**Problem**
Would you print the records as they stand, down to the last character?

Data items:
····················
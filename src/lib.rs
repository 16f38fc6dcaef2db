pub mod access;
mod app;
pub mod cache;
pub mod catalog;
pub mod checkout;
mod cli;
pub mod client;
pub mod endpoints;
mod formatters;
pub mod notifications;
mod redact;
pub mod settings;
pub mod state;
#[cfg(any(test, feature = "testing"))]
pub mod testing;
pub mod types;

pub use client::{ApiClient, ApiError, ApiRequest, HttpTransport, Transport};
pub use state::{AppState, Session, SessionStore};

pub fn run() -> std::process::ExitCode {
    app::run()
}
····················
**Written answer**
filename src/lib.rs
repository 16f38fc6dcaef2db
pub mod access;
mod app;
pub mod cache;
pub mod catalog;
pub mod checkout;
mod cli;
pub mod client;
pub mod endpoints;
mod formatters;
pub mod notifications;
mod redact;
pub mod settings;
pub mod state;
#[cfg(any(test, feature = "testing"))]
pub mod testing;
pub mod types;

pub use client::{ApiClient, ApiError, ApiRequest, HttpTransport, Transport};
pub use state::{AppState, Session, SessionStore};

pub fn run() -> std::process::ExitCode {
    app::run()
}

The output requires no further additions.